Students are under a lot of pressure with timed, standardized tests such as the ACT and SAT to read long passages and retain a great detail of information to answer question after question in a short amount of time, but not everyone is a fast reader. Many students have to read and re-read passages to retain the appropriate information and slow readers just don’t have the time. A popular question with ACT and SAT prep students is: How can I get through the passages with such a short amount of time? The short answer is. Don’t.
Don’t read through the passages so carefully. Speed read or briefly scan over the major words, headers, first sentences, and major terms of passages the first go around. Then read the questions associated with the passage to get an idea of what the passage is about and what the questions are looking for. Then, if needed, go back through with greater detail remembering what you saw when you were speed reading and what paragraphs held which information to read certain paragraphs in greater detail to answer questions that require more information.
Of course, we don’t suggest that you try this for the first time on your test. Practice makes perfect! Apply for a diagnostics test with SAT Prep Group and practice speed reading passages. Buy a proper College Board ACT or SAT testing book and practice speed reading their passages by scanning the main ideas of each paragraph (generally the topic sentence of each paragraph). Take note that speed reading isn’t about how fast you can read but how quickly you can understand a passage. Do not miss the subject by trying to read a passage quickly.
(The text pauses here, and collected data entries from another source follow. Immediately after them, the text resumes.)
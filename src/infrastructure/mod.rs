//! Infrastructure layer - filesystem adapters.
//!
//! This layer handles all I/O operations: validated atomic file access,
//! profile documents, backups and the settings file.

pub mod backup_store;
pub mod config;
pub mod profile_store;
pub mod secure_fs;

pub use backup_store::FileBackupManager;
pub use config::{ensure_config_exists, load_config, save_config};
pub use profile_store::TomlProfileStore;
pub use secure_fs::{SecureFileOps, WriteOptions};
//! Collaborator contracts consumed by the configuration manager.

use super::error::Result;
use super::models::BackupEntry;
use super::settings::DeploymentConfig;

/// Loads and stores one configuration document per named profile.
pub trait ConfigPersistence {
    /// Whether a persisted document exists for `profile`.
    fn exists(&self, profile: &str) -> bool;

    /// Load the persisted document.
    ///
    /// # Errors
    /// A missing document must satisfy `AppError::is_not_found`; an
    /// unparseable one is a configuration error.
    fn load(&self, profile: &str) -> Result<DeploymentConfig>;

    /// Persist the document, replacing any previous one atomically.
    ///
    /// # Errors
    /// Returns error if the document could not be written.
    fn save(&self, profile: &str, document: &DeploymentConfig) -> Result<()>;

    /// Remove the persisted document. Removing a missing profile succeeds.
    ///
    /// # Errors
    /// Returns error if the document exists but could not be removed.
    fn delete(&self, profile: &str) -> Result<()>;
}

/// Snapshots a profile's previous document before it is overwritten.
pub trait BackupManager {
    /// # Errors
    /// Returns error if the snapshot could not be written.
    fn create_backup(&self, profile: &str, document: &DeploymentConfig) -> Result<BackupEntry>;
}
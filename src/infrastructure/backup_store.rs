//! `<profile>.toml.backup` snapshots.
//!
//! One backup per profile; each new snapshot replaces the previous one.

use std::fs;
use std::path::PathBuf;

use chrono::{DateTime, Utc};

use crate::domain::{
    backup_path_for, AppError, BackupEntry, BackupManager, DeploymentConfig, ResourceKind, Result,
    TextEncoding,
};
use crate::infrastructure::profile_store::profile_file;
use crate::infrastructure::secure_fs::{SecureFileOps, WriteOptions};

const BACKUP_FILE_MODE: u32 = 0o600;

/// Writes profile snapshots next to the profile documents.
#[derive(Debug, Clone)]
pub struct FileBackupManager {
    dir: PathBuf,
    ops: SecureFileOps,
}

impl FileBackupManager {
    /// `ops` should be scoped to `dir`.
    #[must_use]
    pub fn new(dir: impl Into<PathBuf>, ops: SecureFileOps) -> Self {
        let dir = dir.into();
        Self {
            dir: std::path::absolute(&dir).unwrap_or(dir),
            ops,
        }
    }

    fn backup_path(&self, profile: &str) -> Result<(PathBuf, PathBuf)> {
        let source = profile_file(&self.dir, profile)?;
        let backup = backup_path_for(&source);
        Ok((source, backup))
    }

    /// The current backup of `profile`, if there is one.
    ///
    /// # Errors
    /// Returns error for invalid names or unreadable metadata.
    pub fn latest_backup(&self, profile: &str) -> Result<Option<BackupEntry>> {
        let (source, backup_path) = self.backup_path(profile)?;
        let metadata = match fs::metadata(&backup_path) {
            Ok(m) => m,
            Err(e) if e.kind() == std::io::ErrorKind::NotFound => return Ok(None),
            Err(e) => {
                return Err(AppError::io(
                    format!("Failed to read backup metadata {}", backup_path.display()),
                    e,
                ))
            }
        };

        let created_at = metadata
            .modified()
            .map(DateTime::<Utc>::from)
            .unwrap_or_else(|_| Utc::now());

        Ok(Some(BackupEntry {
            source,
            backup_path,
            created_at,
        }))
    }

    /// Load the document stored in the backup of `profile`.
    ///
    /// # Errors
    /// Not found if there is no backup; configuration error if it is corrupt.
    pub fn restore_backup(&self, profile: &str) -> Result<DeploymentConfig> {
        let (_, backup_path) = self.backup_path(profile)?;
        let content = self
            .ops
            .read(&backup_path, None, TextEncoding::Utf8)
            .map_err(|e| {
                if e.is_not_found() {
                    AppError::resource(
                        ResourceKind::NotFound,
                        &backup_path,
                        format!("No backup exists for profile '{profile}'"),
                    )
                } else {
                    e
                }
            })?;

        toml::from_str(&content).map_err(|e| {
            AppError::config(format!("Backup of profile '{profile}' is corrupt: {e}"))
        })
    }
}

impl BackupManager for FileBackupManager {
    fn create_backup(&self, profile: &str, document: &DeploymentConfig) -> Result<BackupEntry> {
        let (source, backup_path) = self.backup_path(profile)?;
        let content = toml::to_string_pretty(document)
            .map_err(|e| AppError::config(format!("Failed to serialize backup: {e}")))?;

        let options = WriteOptions {
            create_backup: false,
            mode: BACKUP_FILE_MODE,
            ..WriteOptions::default()
        };
        self.ops.write(&backup_path, &content, &options)?;

        let entry = BackupEntry::new(source);
        tracing::info!(
            profile,
            backup = %entry.backup_path.display(),
            "Profile backup created"
        );
        Ok(entry)
    }
}

#[cfg(test)]
mod tests {
    use super::*;
    use std::path::Path;
    use tempfile::tempdir;

    fn manager(dir: &Path) -> FileBackupManager {
        FileBackupManager::new(dir, SecureFileOps::default().with_base_dir(dir))
    }

    #[test]
    fn test_create_and_restore() {
        let dir = tempdir().unwrap();
        let backups = manager(dir.path());
        let mut doc = DeploymentConfig::default();
        doc.log_level = "DEBUG".into();

        let entry = backups.create_backup("default", &doc).unwrap();

        assert_eq!(entry.backup_path, dir.path().join("default.toml.backup"));
        assert!(entry.backup_path.exists());
        assert_eq!(backups.restore_backup("default").unwrap(), doc);
    }

    #[test]
    fn test_new_backup_replaces_previous() {
        let dir = tempdir().unwrap();
        let backups = manager(dir.path());
        let mut first = DeploymentConfig::default();
        first.default_domain = "one.test".into();
        let mut second = DeploymentConfig::default();
        second.default_domain = "two.test".into();

        backups.create_backup("default", &first).unwrap();
        backups.create_backup("default", &second).unwrap();

        assert_eq!(
            backups.restore_backup("default").unwrap().default_domain,
            "two.test"
        );
        let count = fs::read_dir(dir.path()).unwrap().count();
        assert_eq!(count, 1);
    }

    #[test]
    fn test_missing_backup() {
        let dir = tempdir().unwrap();
        let backups = manager(dir.path());

        assert!(backups.latest_backup("prod").unwrap().is_none());
        assert!(backups.restore_backup("prod").unwrap_err().is_not_found());
    }

    #[test]
    fn test_latest_backup_reports_paths() {
        let dir = tempdir().unwrap();
        let backups = manager(dir.path());
        backups
            .create_backup("prod", &DeploymentConfig::default())
            .unwrap();

        let entry = backups.latest_backup("prod").unwrap().unwrap();
        assert_eq!(entry.source, dir.path().join("prod.toml"));
        assert_eq!(entry.backup_path, dir.path().join("prod.toml.backup"));
    }
}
Practice by underlining the main topic of each paragraph and taking your own notes to summarize each paragraph to the side in 1-3 words, circling character names as you come across them, and figure out a system that works for you to understand.
As you come across questions on the test, deal with the easiest questions for that are most general and based on broad topics that you easily remember from the overall summary of the passage. Then tackle the more specific questions by referring back to the underlined topic sentences, circled character names, and your summarized notes.
Just remember not to spend too much time on the information, taking notes, or organizing. Do not spend time worrying about what your’e doing or if you have it right. It is up to you to decide what method will work best for you in summarizing each paragraph.